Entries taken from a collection
┌──
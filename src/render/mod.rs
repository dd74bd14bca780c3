//! Drawing-surface abstraction and per-frame emitter
//!
//! The simulation never draws; [`draw_frame`] walks a read-only snapshot of
//! the world and issues calls against the [`Surface`] trait (clear, stroke
//! polygon, fill circle, text). The browser-canvas implementation lives in
//! [`canvas`]; tests drive a recording surface instead.

#[cfg(target_arch = "wasm32")]
pub mod canvas;

use glam::Vec2;

use crate::consts::*;
use crate::settings::Settings;
use crate::sim::{GamePhase, GameState};

/// A color with an alpha channel, packed 0xRRGGBB
#[derive(Debug, Clone, Copy, PartialEq)]
pub struct Rgba {
    pub rgb: u32,
    pub alpha: f32,
}

impl Rgba {
    pub const fn opaque(rgb: u32) -> Self {
        Self { rgb, alpha: 1.0 }
    }

    pub const fn with_alpha(rgb: u32, alpha: f32) -> Self {
        Self { rgb, alpha }
    }
}

/// Arcade palette (matching the retro theme)
pub const COLOR_SHIP: Rgba = Rgba::opaque(0xffffff);
pub const COLOR_SHIP_BLINK: Rgba = Rgba::opaque(0x666666);
pub const COLOR_ACCENT: Rgba = Rgba::opaque(0xff0000);

/// Horizontal text anchoring
#[derive(Debug, Clone, Copy, PartialEq, Eq)]
pub enum TextAlign {
    Left,
    Center,
    Right,
}

/// The drawing surface the simulation is rendered onto
pub trait Surface {
    /// Current viewport size in pixels
    fn size(&self) -> Vec2;
    /// Fill the whole surface with the background
    fn clear(&mut self);
    /// Stroke a closed polygon
    fn stroke_polygon(&mut self, points: &[Vec2], color: Rgba, line_width: f32);
    /// Fill a circle
    fn fill_circle(&mut self, center: Vec2, radius: f32, color: Rgba);
    /// Draw a line of text anchored at `pos`
    fn draw_text(&mut self, text: &str, pos: Vec2, size_px: f32, color: Rgba, align: TextAlign);
}

/// Draw one frame: entities and HUD while running, a static status screen
/// otherwise. Pure with respect to the world state.
pub fn draw_frame(state: &GameState, surface: &mut dyn Surface, settings: &Settings, fps: Option<u32>) {
    surface.clear();

    match state.phase {
        GamePhase::NotStarted => draw_title_screen(surface),
        GamePhase::GameOver => draw_game_over_screen(surface, state.score),
        GamePhase::Running => {
            draw_ship(state, surface, settings);
            for asteroid in &state.asteroids {
                let rot = Vec2::from_angle(asteroid.rotation);
                let points: Vec<Vec2> = asteroid
                    .outline
                    .iter()
                    .map(|&v| asteroid.pos + rot.rotate(v))
                    .collect();
                surface.stroke_polygon(&points, COLOR_ACCENT, 2.0);
            }
            for projectile in &state.projectiles {
                surface.fill_circle(projectile.pos, PROJECTILE_RADIUS, COLOR_ACCENT);
            }
            if settings.particles {
                for particle in &state.particles {
                    let color = Rgba::with_alpha(COLOR_ACCENT.rgb, particle.alpha());
                    surface.fill_circle(particle.pos, particle.size, color);
                }
            }
            draw_hud(state, surface, settings, fps);
        }
    }
}

/// Ship hull plus thrust flame, nose pointing along the heading
fn draw_ship(state: &GameState, surface: &mut dyn Surface, settings: &Settings) {
    let ship = &state.ship;
    let r = ship.radius;
    let rot = Vec2::from_angle(ship.angle);
    let place = |v: Vec2| ship.pos + rot.rotate(v);

    // Blink while the invulnerability window is open
    let blinking = ship.is_invulnerable()
        && !settings.reduced_motion
        && (state.time_ticks / 6) % 2 == 0;
    let color = if blinking { COLOR_SHIP_BLINK } else { COLOR_SHIP };

    let hull = [
        place(Vec2::new(r, 0.0)),
        place(Vec2::new(-r, r)),
        place(Vec2::new(-r / 2.0, 0.0)),
        place(Vec2::new(-r, -r)),
    ];
    surface.stroke_polygon(&hull, color, 2.0);

    if ship.thrusting {
        // Length flickers with the tick counter
        let flicker = if settings.reduced_motion {
            5.0
        } else {
            (state.time_ticks * 7 % 10) as f32
        };
        let flame = [
            place(Vec2::new(-r / 2.0, -r / 2.0)),
            place(Vec2::new(-(r + flicker), 0.0)),
            place(Vec2::new(-r / 2.0, r / 2.0)),
        ];
        surface.stroke_polygon(&flame, COLOR_ACCENT, 1.5);
    }
}

fn draw_hud(state: &GameState, surface: &mut dyn Surface, settings: &Settings, fps: Option<u32>) {
    let size = surface.size();
    surface.draw_text(
        &format!("SCORE: {}", state.score),
        Vec2::new(20.0, 30.0),
        20.0,
        COLOR_ACCENT,
        TextAlign::Left,
    );
    surface.draw_text(
        &format!("LIVES: {}", state.lives),
        Vec2::new(size.x - 20.0, 30.0),
        20.0,
        COLOR_ACCENT,
        TextAlign::Right,
    );
    if settings.show_fps {
        if let Some(fps) = fps {
            surface.draw_text(
                &format!("{fps} FPS"),
                Vec2::new(20.0, size.y - 16.0),
                10.0,
                COLOR_SHIP_BLINK,
                TextAlign::Left,
            );
        }
    }
}

fn draw_title_screen(surface: &mut dyn Surface) {
    let center = surface.size() / 2.0;
    surface.draw_text(
        "ASTEROID FIELD",
        center - Vec2::new(0.0, 60.0),
        24.0,
        COLOR_ACCENT,
        TextAlign::Center,
    );
    surface.draw_text("PRESS ENTER TO START", center, 16.0, COLOR_ACCENT, TextAlign::Center);
    surface.draw_text(
        "ARROWS/WASD TO MOVE",
        center + Vec2::new(0.0, 40.0),
        16.0,
        COLOR_ACCENT,
        TextAlign::Center,
    );
    surface.draw_text(
        "SPACE/F TO SHOOT",
        center + Vec2::new(0.0, 70.0),
        16.0,
        COLOR_ACCENT,
        TextAlign::Center,
    );
}

fn draw_game_over_screen(surface: &mut dyn Surface, score: u64) {
    let center = surface.size() / 2.0;
    surface.draw_text(
        "GAME OVER",
        center - Vec2::new(0.0, 40.0),
        24.0,
        COLOR_ACCENT,
        TextAlign::Center,
    );
    surface.draw_text(
        &format!("SCORE: {score}"),
        center,
        24.0,
        COLOR_ACCENT,
        TextAlign::Center,
    );
    surface.draw_text(
        "PRESS ENTER TO RESTART",
        center + Vec2::new(0.0, 60.0),
        16.0,
        COLOR_ACCENT,
        TextAlign::Center,
    );
}

#[cfg(test)]
mod tests {
    use super::*;

    /// Records draw calls for assertions
    #[derive(Default)]
    struct RecordingSurface {
        cleared: u32,
        polygons: Vec<Vec<Vec2>>,
        circles: Vec<(Vec2, f32)>,
        texts: Vec<String>,
    }

    impl Surface for RecordingSurface {
        fn size(&self) -> Vec2 {
            Vec2::new(800.0, 600.0)
        }
        fn clear(&mut self) {
            self.cleared += 1;
        }
        fn stroke_polygon(&mut self, points: &[Vec2], _color: Rgba, _line_width: f32) {
            self.polygons.push(points.to_vec());
        }
        fn fill_circle(&mut self, center: Vec2, radius: f32, _color: Rgba) {
            self.circles.push((center, radius));
        }
        fn draw_text(&mut self, text: &str, _pos: Vec2, _size: f32, _color: Rgba, _align: TextAlign) {
            self.texts.push(text.to_string());
        }
    }

    fn draw(state: &GameState) -> RecordingSurface {
        let mut surface = RecordingSurface::default();
        draw_frame(state, &mut surface, &Settings::default(), Some(60));
        surface
    }

    #[test]
    fn title_screen_shows_instructions() {
        let state = GameState::new(1, Vec2::new(800.0, 600.0));
        let surface = draw(&state);
        assert_eq!(surface.cleared, 1);
        assert!(surface.polygons.is_empty());
        assert!(surface.texts.iter().any(|t| t == "PRESS ENTER TO START"));
    }

    #[test]
    fn running_frame_draws_every_entity_and_the_hud() {
        let mut state = GameState::new(1, Vec2::new(800.0, 600.0));
        state.start();
        state.fire_projectile();
        let surface = draw(&state);

        // Ship hull plus one polygon per asteroid
        assert_eq!(surface.polygons.len(), 1 + state.asteroids.len());
        assert_eq!(surface.circles.len(), 1);
        assert!(surface.texts.iter().any(|t| t == "SCORE: 0"));
        assert!(surface.texts.iter().any(|t| t == "LIVES: 3"));
    }

    #[test]
    fn game_over_screen_shows_final_score() {
        let mut state = GameState::new(1, Vec2::new(800.0, 600.0));
        state.start();
        state.score = 700;
        state.phase = GamePhase::GameOver;
        let surface = draw(&state);
        assert!(surface.polygons.is_empty());
        assert!(surface.texts.iter().any(|t| t == "SCORE: 700"));
        assert!(surface.texts.iter().any(|t| t == "PRESS ENTER TO RESTART"));
    }

    #[test]
    fn asteroid_outline_is_drawn_around_its_position() {
        let mut state = GameState::new(1, Vec2::new(800.0, 600.0));
        state.start();
        state.asteroids.truncate(1);
        state.projectiles.clear();
        let asteroid = state.asteroids[0].clone();
        let surface = draw(&state);

        let outline = &surface.polygons[1]; // index 0 is the ship hull
        assert_eq!(outline.len(), asteroid.outline.len());
        for vertex in outline {
            assert!(vertex.distance(asteroid.pos) <= asteroid.size * 1.2 + 1e-3);
        }
    }
}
└──
▶ _WORK ORDER_:
Show each line in the data where the string "texts" appears.

▶ _RESULT_:
        texts: Vec<String>,
            self.texts.push(text.to_string());
        assert!(surface.texts.iter().any(|t| t == "PRESS ENTER TO START"));
        assert!(surface.texts.iter().any(|t| t == "SCORE: 0"));
        assert!(surface.texts.iter().any(|t| t == "LIVES: 3"));
        assert!(surface.texts.iter().any(|t| t == "SCORE: 700"));
        assert!(surface.texts.iter().any(|t| t == "PRESS ENTER TO RESTART"));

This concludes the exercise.